**Recorded data**
_____
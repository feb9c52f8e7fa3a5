//! Command/response codec for the PAS5211 OLT management protocol
//!
//! This crate owns the closed command and response enumerations, the fixed
//! hardware parameter bundles sent during optics setup, and the binary
//! codec that maps between them and raw frame payloads.

pub mod codec;
pub mod message;
pub mod params;

pub use codec::{Pas5211Codec, PasCodec};
pub use message::{OltCommand, OltResponse, ResponseKind};
pub use params::{
    AlarmConfig, AlarmType, BurstTimingCtrl, GeneralOpticsParams, GeneralParamId, OltOpticsConfig,
    OpticsIoControl, OpticsVoltage, PonPolarity, PonToggle, PreambleParams, ResetTimingCtrl,
    ResetType, ResetValues, RngBurstDelay, SdSource, SnrBurstDelay,
};
//! Bring-up sequencer for PAS5211-based OLT line cards
//!
//! This crate drives one optical line terminal from first contact to
//! steady-state supervision: a retried two-step version handshake, four
//! per-channel provisioning barriers (optics, IO pin control,
//! transmit-enable verification, channel registration), the alarm arming
//! phase and finally a recurring keepalive.
//!
//! The transition rules live in [`sequencer::transition`] as a pure
//! function over [`SessionContext`] and [`Event`]; [`OltSequencer`] wraps
//! them with the link I/O and timers. Construct one through
//! [`SequencerBuilder`] and call [`OltSequencer::run`].

pub mod builder;
pub mod context;
pub mod event;
pub mod sequencer;
pub mod state;
pub mod tracker;

pub use builder::SequencerBuilder;
pub use context::{DEFAULT_IFACE, SessionContext};
pub use event::Event;
pub use sequencer::{Action, OltSequencer, Step, transition};
pub use state::OltState;
pub use tracker::ChannelTracker;
//! Raw frame and link-layer addressing

use std::fmt::{self, Display};
use std::str::FromStr;

use bytes::Bytes;
use pas_core::{ChannelId, PasError};

/// 6-byte link-layer (MAC) address of a device
///
/// The sequencer filters inbound frames by comparing their source address
/// against the configured target address.
#[derive(Debug, Clone, Copy, PartialEq, Eq, Hash)]
pub struct MacAddress([u8; 6]);

impl MacAddress {
    /// Create an address from raw bytes
    #[must_use]
    pub const fn new(bytes: [u8; 6]) -> Self {
        Self(bytes)
    }

    /// Get the raw address bytes
    #[must_use]
    pub const fn bytes(&self) -> &[u8; 6] {
        &self.0
    }
}

impl FromStr for MacAddress {
    type Err = PasError;

    /// Parse a colon-separated address such as `"00:0c:d5:00:01:02"`
    fn from_str(s: &str) -> Result<Self, Self::Err> {
        let mut bytes = [0u8; 6];
        let mut count = 0;
        for part in s.split(':') {
            if count == 6 {
                return Err(PasError::InvalidData(format!("MAC address too long: {s}")));
            }
            bytes[count] = u8::from_str_radix(part, 16)
                .map_err(|_| PasError::InvalidData(format!("invalid MAC octet: {part}")))?;
            count += 1;
        }
        if count != 6 {
            return Err(PasError::InvalidData(format!("MAC address too short: {s}")));
        }
        Ok(Self(bytes))
    }
}

impl Display for MacAddress {
    fn fmt(&self, f: &mut fmt::Formatter<'_>) -> fmt::Result {
        write!(
            f,
            "{:02x}:{:02x}:{:02x}:{:02x}:{:02x}:{:02x}",
            self.0[0], self.0[1], self.0[2], self.0[3], self.0[4], self.0[5]
        )
    }
}

/// One raw frame on the PON management link
///
/// A frame carries the encoded command or response payload plus a channel
/// tag. Single-shot commands (version requests, keepalive) carry no channel
/// tag; per-channel provisioning commands and their acknowledgments tag the
/// PON channel they address.
#[derive(Debug, Clone, PartialEq, Eq)]
pub struct PonFrame {
    /// Link-layer source address
    pub src: MacAddress,
    /// Link-layer destination address
    pub dst: MacAddress,
    /// PON channel tag, `None` for channel-less commands
    pub channel: Option<ChannelId>,
    /// Encoded command or response payload
    pub payload: Bytes,
}

impl PonFrame {
    /// Create a new frame
    #[must_use]
    pub fn new(
        src: MacAddress,
        dst: MacAddress,
        channel: Option<ChannelId>,
        payload: Bytes,
    ) -> Self {
        Self {
            src,
            dst,
            channel,
            payload,
        }
    }
}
_____
**Task details**
Give again, exactly as written, the lines running from the first line of the data above through the line that contains "pub mod message;".

**Written solution**
repository feb9c52f8e7fa3a5
//! Command/response codec for the PAS5211 OLT management protocol
//!
//! This crate owns the closed command and response enumerations, the fixed
//! hardware parameter bundles sent during optics setup, and the binary
//! codec that maps between them and raw frame payloads.

pub mod codec;
pub mod message;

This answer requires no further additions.